Pengelolaan Hutan Harus Padukan Pertimbangan Lingkungan dengan Ekonomi dan Sosial

Oleh Humas     Dipublikasikan pada 2 November 2021
Kategori: Berita
Dibaca: 1.217 Kali

Presiden Joko Widodo saat menjadi pembicara pada World Leaders Summit on Forest and Land Use, di Scottish Event Campus, Glasgow, Skotlandia, Selasa (02/11/2021). (Foto: BPMI Setpres/Laily Rachev)

Presiden RI Joko Widodo (Jokowi) menegaskan bahwa keberhasilan pengelolaan iklim di Indonesia dapat dicapai karena Indonesia menempatkan aksi iklim dalam konteks pembangunan berkelanjutan.
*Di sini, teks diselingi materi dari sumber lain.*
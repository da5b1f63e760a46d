pub mod fs;

use crate::error::Error;
use chrono::{DateTime, Utc};

pub use self::fs::FsPlatform;

/// A file returned by a datastore search, before it becomes a `DiskFileRecord`.
#[derive(Debug, Clone, PartialEq, Eq)]
pub struct DatastoreFile {
    /// `[<datastore>] <folder/>`
    pub folder_path: String,
    pub file_name: String,
    pub size_bytes: Option<u64>,
    pub modified: Option<DateTime<Utc>>,
}

/// The virtualization platform session. Every call may be slow and may fail
/// independently of the others.
///
/// Implementations are shared across volume searches, hence `Send + Sync`.
pub trait Platform: Send + Sync {
    /// Every disk path referenced by any VM's current disk layout, platform-wide,
    /// including the parent disks of snapshots.
    fn vm_disk_paths(&self) -> Result<Vec<String>, Error>;

    /// Names of the storage volumes under `location`.
    fn datastores(&self, location: &str) -> Result<Vec<String>, Error>;

    /// Recursive search of one datastore for disks whose name matches `pattern`.
    /// A disk's size covers all of its data files.
    fn search_datastore(&self, datastore: &str, pattern: &str)
        -> Result<Vec<DatastoreFile>, Error>;

    /// Rename the file at `path` to `new_name` within the same folder.
    fn rename_file(&self, path: &str, new_name: &str) -> Result<(), Error>;

    /// Remove the disk at `path` together with its data files.
    fn delete_file(&self, path: &str) -> Result<(), Error>;
}

/// Bring a datastore path to the canonical `[ds] folder/file` form.
pub fn normalize_datastore_path(path: &str) -> String {
    let unified = path.trim().replace('\\', "/");

    let (prefix, rest) = match (unified.starts_with('['), unified.find(']')) {
        (true, Some(end)) => (
            &unified[..=end],
            unified[end + 1..].trim_start().trim_start_matches('/'),
        ),
        _ => ("", unified.as_str()),
    };

    let mut normalized = String::with_capacity(unified.len() + 1);
    if !prefix.is_empty() {
        normalized.push_str(prefix);
        normalized.push(' ');
    }

    let mut previous_slash = false;
    for c in rest.chars() {
        if c == '/' {
            if previous_slash {
                continue;
            }
            previous_slash = true;
        } else {
            previous_slash = false;
        }
        normalized.push(c);
    }

    normalized
}

/// Split `[ds] rel/path` into `("ds", "rel/path")`.
pub fn parse_datastore_path(path: &str) -> Result<(String, String), Error> {
    let normalized = normalize_datastore_path(path);

    let end = match (normalized.starts_with('['), normalized.find(']')) {
        (true, Some(end)) => end,
        _ => return Err(Error::InvalidPath(path.to_string())),
    };

    let datastore = normalized[1..end].trim();
    if datastore.is_empty() {
        return Err(Error::InvalidPath(path.to_string()));
    }

    let relative = normalized[end + 1..].trim_start();
    Ok((datastore.to_string(), relative.to_string()))
}

/// `[ds] ` for the datastore root, `[ds] a/b/` for a subfolder.
pub fn datastore_folder_path(datastore: &str, relative_folder: &str) -> String {
    let relative_folder = relative_folder.trim_matches('/');
    if relative_folder.is_empty() {
        format!("[{}] ", datastore)
    } else {
        format!("[{}] {}/", datastore, relative_folder)
    }
}
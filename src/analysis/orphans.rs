use crate::model::{DiskFileRecord, OrphanCandidate};
use crate::usage::UsageSnapshot;
use tracing::debug;

pub const DEFAULT_EXCLUDE_MARKERS: &[&str] = &["-ctk", "-rdm"];
pub const DEFAULT_RESERVED_NAMES: &[&str] = &["esxconsole.vmdk"];

/// File names that are never orphan candidates, whatever their reference status.
///
/// A name is excluded when it contains any marker or equals any reserved name,
/// ignoring ASCII case.
#[derive(Debug, Clone, PartialEq, Eq)]
pub struct ExclusionRules {
    markers: Vec<String>,
    reserved_names: Vec<String>,
}

impl Default for ExclusionRules {
    fn default() -> Self {
        Self::new(DEFAULT_EXCLUDE_MARKERS, DEFAULT_RESERVED_NAMES)
    }
}

impl ExclusionRules {
    pub fn new<S: AsRef<str>>(markers: &[S], reserved_names: &[S]) -> Self {
        Self {
            markers: markers
                .iter()
                .map(|m| m.as_ref().to_ascii_lowercase())
                .filter(|m| !m.is_empty())
                .collect(),
            reserved_names: reserved_names
                .iter()
                .map(|n| n.as_ref().to_ascii_lowercase())
                .collect(),
        }
    }

    pub fn excludes(&self, file_name: &str) -> bool {
        let file_name = file_name.to_ascii_lowercase();
        self.markers.iter().any(|marker| file_name.contains(marker.as_str()))
            || self.reserved_names.iter().any(|name| *name == file_name)
    }
}

#[derive(Debug, Default)]
pub struct Resolution {
    /// In enumeration order.
    pub candidates: Vec<OrphanCandidate>,
    pub excluded: usize,
    pub referenced: usize,
}

impl Resolution {
    pub fn total_bytes(&self) -> u64 {
        self.candidates.iter().map(OrphanCandidate::size_bytes).sum()
    }
}

/// Diff enumerated files against the usage snapshot.
pub fn resolve_orphans<I>(records: I, usage: &UsageSnapshot, rules: &ExclusionRules) -> Resolution
where
    I: IntoIterator<Item = DiskFileRecord>,
{
    let mut resolution = Resolution::default();

    for record in records {
        if rules.excludes(&record.file_name) {
            debug!("Excluded by name: {}", record.full_path());
            resolution.excluded += 1;
            continue;
        }

        if usage.is_referenced(&record.full_path()) {
            resolution.referenced += 1;
            continue;
        }

        debug!("Orphan: {}", record.full_path());
        resolution.candidates.push(OrphanCandidate::new(record));
    }

    resolution
}

#[cfg(test)]
mod tests {
    use super::*;

    fn record(folder: &str, name: &str, size: u64) -> DiskFileRecord {
        DiskFileRecord {
            datastore: "ds1".to_string(),
            folder_path: format!("[ds1] {}", folder),
            file_name: name.to_string(),
            size_bytes: size,
            modified: None,
        }
    }

    #[test]
    fn test_unreferenced_file_is_orphan() {
        let usage = UsageSnapshot::from_paths(["[ds1] vm1/vm1.vmdk"]);
        let resolution = resolve_orphans(
            vec![record("vm1/", "vm1.vmdk", 10), record("vm1/", "old.vmdk", 20)],
            &usage,
            &ExclusionRules::default(),
        );

        assert_eq!(resolution.candidates.len(), 1);
        assert_eq!(resolution.candidates[0].full_path(), "[ds1] vm1/old.vmdk");
        assert_eq!(resolution.referenced, 1);
        assert_eq!(resolution.total_bytes(), 20);
    }

    #[test]
    fn test_change_tracking_file_never_orphan() {
        let usage = UsageSnapshot::from_paths(Vec::<String>::new());
        let resolution = resolve_orphans(
            vec![record("vm1/", "disk-ctk.vmdk", 1)],
            &usage,
            &ExclusionRules::default(),
        );
        assert!(resolution.candidates.is_empty());
        assert_eq!(resolution.excluded, 1);
    }

    #[test]
    fn test_reserved_console_disk_never_orphan() {
        let usage = UsageSnapshot::from_paths(Vec::<String>::new());
        let resolution = resolve_orphans(
            vec![
                record("esxconsole-abc/", "esxconsole.vmdk", 1),
                record("vm1/", "my-esxconsole.vmdk", 1),
            ],
            &usage,
            &ExclusionRules::default(),
        );
        // Reserved names match exactly, not as substrings.
        assert_eq!(resolution.candidates.len(), 1);
        assert_eq!(resolution.candidates[0].record().file_name, "my-esxconsole.vmdk");
    }

    #[test]
    fn test_rdm_mapping_files_excluded() {
        let usage = UsageSnapshot::from_paths(Vec::<String>::new());
        let resolution = resolve_orphans(
            vec![record("vm1/", "vm1-rdm.vmdk", 1), record("vm1/", "vm1-rdmp.vmdk", 1)],
            &usage,
            &ExclusionRules::default(),
        );
        assert!(resolution.candidates.is_empty());
    }

    #[test]
    fn test_same_name_in_other_folder_is_still_orphan() {
        let usage = UsageSnapshot::from_paths(["[ds1] vm1/disk.vmdk"]);
        let resolution = resolve_orphans(
            vec![record("vm2/", "disk.vmdk", 5)],
            &usage,
            &ExclusionRules::default(),
        );
        assert_eq!(resolution.candidates.len(), 1);
    }

    #[test]
    fn test_order_follows_enumeration() {
        let usage = UsageSnapshot::from_paths(Vec::<String>::new());
        let names = ["z.vmdk", "a.vmdk", "m.vmdk"];
        let resolution = resolve_orphans(
            names.iter().map(|n| record("", n, 1)),
            &usage,
            &ExclusionRules::default(),
        );
        let got: Vec<_> = resolution
            .candidates
            .iter()
            .map(|c| c.record().file_name.as_str())
            .collect();
        assert_eq!(got, names);
    }

    #[test]
    fn test_exclusions_ignore_case() {
        let usage = UsageSnapshot::from_paths(Vec::<String>::new());
        let resolution = resolve_orphans(
            vec![
                record("vm/", "vm-CTK.vmdk", 1),
                record("vm/", "vm-Rdmp.vmdk", 1),
                record("console/", "ESXConsole.vmdk", 1),
            ],
            &usage,
            &ExclusionRules::default(),
        );
        assert!(resolution.candidates.is_empty());
        assert_eq!(resolution.excluded, 3);

        let rules = ExclusionRules::new(&["-KEEP"], &["Pinned.vmdk"]);
        assert!(rules.excludes("vm-keep.vmdk"));
        assert!(rules.excludes("pinned.VMDK"));
    }

    #[test]
    fn test_custom_rules_ignore_empty_markers() {
        let rules = ExclusionRules::new(&["", "-keep"], &[]);
        assert!(!rules.excludes("vm.vmdk"));
        assert!(rules.excludes("vm-keep.vmdk"));
    }
}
Pertimbangan aspek lingkungan dengan ekonomi dan sosial harus dipadukan.

Hal tersebut disampaikan Presiden saat menjadi salah satu pembicara pada World Leaders Summit on Forest and Land Use yang digelar di Scottish Event Campus, Glasgow, Skotlandia, Selasa (02/11/2021).
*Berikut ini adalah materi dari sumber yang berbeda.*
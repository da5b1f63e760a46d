use clap::{Args, Parser, Subcommand};
use std::path::PathBuf;
use vmdk_sweep::ActionMode;

#[derive(Debug, Parser)]
#[command(name = "vmdk-sweep")]
#[command(about = "Find and act on orphaned virtual machine disk files", long_about = None)]
pub struct Cli {
    #[command(subcommand)]
    pub command: Option<Commands>,
}

#[derive(Debug, Subcommand)]
pub enum Commands {
    /// Reconcile datastore disk files in a location against VM disk usage
    Sweep(SweepArgs),
    /// Print configuration values
    PrintConfig,
}

#[derive(Debug, Args)]
pub struct SweepArgs {
    /// Platform endpoint (inventory root directory)
    #[arg(short, long)]
    pub server: PathBuf,
    /// Location whose datastores are searched
    #[arg(short, long)]
    pub location: String,
    /// What to do with orphans: report, rename or delete (case-insensitive)
    #[arg(short, long)]
    pub action: ActionMode,
    /// Directory for the CSV report
    #[arg(short, long)]
    pub output_dir: Option<PathBuf>,
    /// Skip the confirmation prompt for delete
    #[arg(short, long)]
    pub yes: bool,
}
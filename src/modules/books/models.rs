use serde::{Deserialize, Serialize};

use crate::utils::non_blank;

/// Stored book row.
#[derive(Debug, Clone, PartialEq, Eq, Serialize, Deserialize, sqlx::FromRow)]
pub struct Book {
    /// Assigned by the database on insert
    pub id: i64,
    pub title: String,
    pub author: String,
}

/// Body accepted by create and update; keys are checked by the handler.
#[derive(Debug, Clone, Default, Deserialize)]
pub struct BookPayload {
    pub title: Option<String>,
    pub author: Option<String>,
}

impl BookPayload {
    /// Both fields present and non-blank, or `None`.
    pub fn into_fields(self) -> Option<BookFields> {
        Some(BookFields {
            title: non_blank(self.title)?,
            author: non_blank(self.author)?,
        })
    }
}

/// A complete set of writable book fields.
#[derive(Debug, Clone, PartialEq, Eq)]
pub struct BookFields {
    pub title: String,
    pub author: String,
}

/// Body of the batch delete request.
#[derive(Debug, Clone, Default, Deserialize)]
pub struct BatchDelete {
    pub book_ids: Option<Vec<i64>>,
}
//! HTTP server facade for shelf with Axum, the response envelope, and
//! OpenAPI support.

use std::future::Future;

use anyhow::Context;
use axum::{routing::get, Router};

use shelf_db::Database;
use shelf_kernel::{settings::Settings, ModuleRegistry};

pub mod envelope;
pub mod error;
pub mod extract;
pub mod router;

pub use envelope::{Envelope, Reply};
pub use error::AppError;
pub use extract::{IdPath, JsonBody};

use router::RouterBuilder;

/// Serve the assembled router until `shutdown` resolves
pub async fn start_server<F>(
    registry: &ModuleRegistry,
    settings: &Settings,
    db: &Database,
    shutdown: F,
) -> anyhow::Result<()>
where
    F: Future<Output = ()> + Send + 'static,
{
    let address = settings.server.bind_address();
    tracing::info!("starting HTTP server on {}", address);

    let app = build_router(registry, settings, db);

    let listener = tokio::net::TcpListener::bind(&address)
        .await
        .with_context(|| format!("failed to bind to {address}"))?;

    tracing::info!("HTTP server listening on http://{}", address);

    axum::serve(listener, app)
        .with_graceful_shutdown(shutdown)
        .await
        .context("HTTP server failed")?;

    tracing::info!("HTTP server stopped");
    Ok(())
}

/// Build the main HTTP router with all module routes mounted
pub fn build_router(registry: &ModuleRegistry, settings: &Settings, db: &Database) -> Router {
    let health_db = db.clone();
    let mut router_builder =
        RouterBuilder::new().route("/healthz", get(move || health_check(health_db.clone())));

    for module in registry.modules() {
        let mount_path = module.mount_path();
        tracing::info!(
            module = module.name(),
            "mounting module routes under {}",
            mount_path
        );
        router_builder = router_builder.mount_module(&mount_path, module.routes());
    }

    router_builder
        .with_openapi(registry)
        .with_fallbacks()
        .with_timeout(settings.server.request_timeout_ms)
        .with_request_id()
        .with_cors()
        .with_tracing()
        .build()
}

/// Health check endpoint; fails when the store does not answer
async fn health_check(db: Database) -> Result<&'static str, AppError> {
    db.ping().await?;
    Ok("ok")
}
“Kebijakan pengelolaan hutan berkelanjutan harus memadukan pertimbangan lingkungan dengan ekonomi dan sosial. Kemitraan dengan masyarakat juga diutamakan,” ujar Presiden dalam pidatonya.
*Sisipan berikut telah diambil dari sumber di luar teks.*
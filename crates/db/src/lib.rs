//! SQLite connection provider and migration tooling for shelf.
//!
//! The [`Database`] handle is built once at process start from
//! [`DatabaseSettings`] and cloned into every module that touches storage.
//! Handlers take one scoped connection per request with [`Database::acquire`];
//! the connection goes back to the provider when the guard is dropped.

mod error;
mod migrate;

use std::str::FromStr;
use std::time::Duration;

use serde::{Deserialize, Serialize};
use sqlx::pool::PoolConnection;
use sqlx::sqlite::{SqliteConnectOptions, SqlitePool, SqlitePoolOptions};
use sqlx::Sqlite;

pub use error::StoreError;
pub use migrate::Migration;

/// Connection settings for the relational store.
#[derive(Debug, Clone, Serialize, Deserialize)]
pub struct DatabaseSettings {
    #[serde(default = "DatabaseSettings::default_url")]
    pub url: String,
    #[serde(default = "DatabaseSettings::default_max_connections")]
    pub max_connections: u32,
    #[serde(default = "DatabaseSettings::default_acquire_timeout_ms")]
    pub acquire_timeout_ms: u64,
}

impl DatabaseSettings {
    fn default_url() -> String {
        "sqlite:shelf.db?mode=rwc".to_string()
    }

    fn default_max_connections() -> u32 {
        5
    }

    fn default_acquire_timeout_ms() -> u64 {
        30_000
    }

    /// Settings pointing at a private in-memory database.
    pub fn in_memory() -> Self {
        Self {
            url: "sqlite::memory:".to_string(),
            ..Self::default()
        }
    }

    /// Whether the URL names an in-memory database.
    pub fn is_in_memory(&self) -> bool {
        self.url.contains(":memory:") || self.url.contains("mode=memory")
    }
}

impl Default for DatabaseSettings {
    fn default() -> Self {
        Self {
            url: Self::default_url(),
            max_connections: Self::default_max_connections(),
            acquire_timeout_ms: Self::default_acquire_timeout_ms(),
        }
    }
}

/// Shared handle to the configured database endpoint.
#[derive(Clone, Debug)]
pub struct Database {
    pool: SqlitePool,
}

impl Database {
    /// Open the provider described by `settings`.
    ///
    /// In-memory databases live only as long as their connection, so they are
    /// pinned to a single connection that is never recycled.
    pub async fn connect(settings: &DatabaseSettings) -> Result<Self, StoreError> {
        let options = SqliteConnectOptions::from_str(&settings.url)?.foreign_keys(true);

        let mut pool = SqlitePoolOptions::new()
            .acquire_timeout(Duration::from_millis(settings.acquire_timeout_ms));
        pool = if settings.is_in_memory() {
            pool.max_connections(1)
                .min_connections(1)
                .idle_timeout(None::<Duration>)
                .max_lifetime(None::<Duration>)
        } else {
            pool.max_connections(settings.max_connections)
        };

        let pool = pool.connect_with(options).await?;

        tracing::info!(
            target: "shelf-db",
            url = %settings.url,
            in_memory = settings.is_in_memory(),
            "database connection provider ready"
        );

        Ok(Self { pool })
    }

    /// Take a connection for the duration of one request.
    pub async fn acquire(&self) -> Result<PoolConnection<Sqlite>, StoreError> {
        Ok(self.pool.acquire().await?)
    }

    /// Round-trip a trivial statement to prove the store is reachable.
    pub async fn ping(&self) -> Result<(), StoreError> {
        let mut conn = self.acquire().await?;
        sqlx::query("SELECT 1").execute(&mut *conn).await?;
        Ok(())
    }

    /// Close every connection held by the provider.
    pub async fn close(&self) {
        self.pool.close().await;
    }
}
Di hadapan para pemimpin dunia, Presiden menjelaskan bahwa program perhutanan sosial dibuat agar konservasi hutan disertai terciptanya penghidupan bagi masyarakat sekitar. Hal ini penting, karena 34 persen dari seluruh desa di Indonesia berada di perbatasan atau di dalam kawasan hutan.

“Jutaan masyarakat Indonesia menggantungkan hidupnya dari sektor kehutanan. Menafikan hal ini bukan saja tidak realistis, namun juga tidak akan sustainable,” tegasnya.

Presiden Jokowi menyebut bahwa 90 persen penduduk dunia yang hidup dalam kemiskinan ekstrem bergantung pada hutan. Penyalahgunaan isu perubahan iklim sebagai hambatan perdagangan adalah kesalahan besar.

“Hal itu akan menggerus trust terhadap kerja sama internasional atasi climate change, dan malah menghalangi pembangunan berkelanjutan yang justru sangat dibutuhkan,” imbuhnya.

Oleh karena itu, Presiden Jokowi menilai bahwa pengelolaan hutan dalam kerangka pembangunan berkelanjutan menjadi satu-satunya pilihan. Indonesia siap berbagi pengalaman dan pengetahuan untuk itu.

“Mari kita kelola hutan yang pro-environment, pro-development, dan people-centered. Ini adalah tujuan utama dari Forest, Agriculture and Commodity Trade Dialogue atau FACT Dialogue, yang diketuai bersama Indonesia bersama Inggris sehingga hutan akan menjadi solusi berkelanjutan bagi aksi iklim global,” ajaknya.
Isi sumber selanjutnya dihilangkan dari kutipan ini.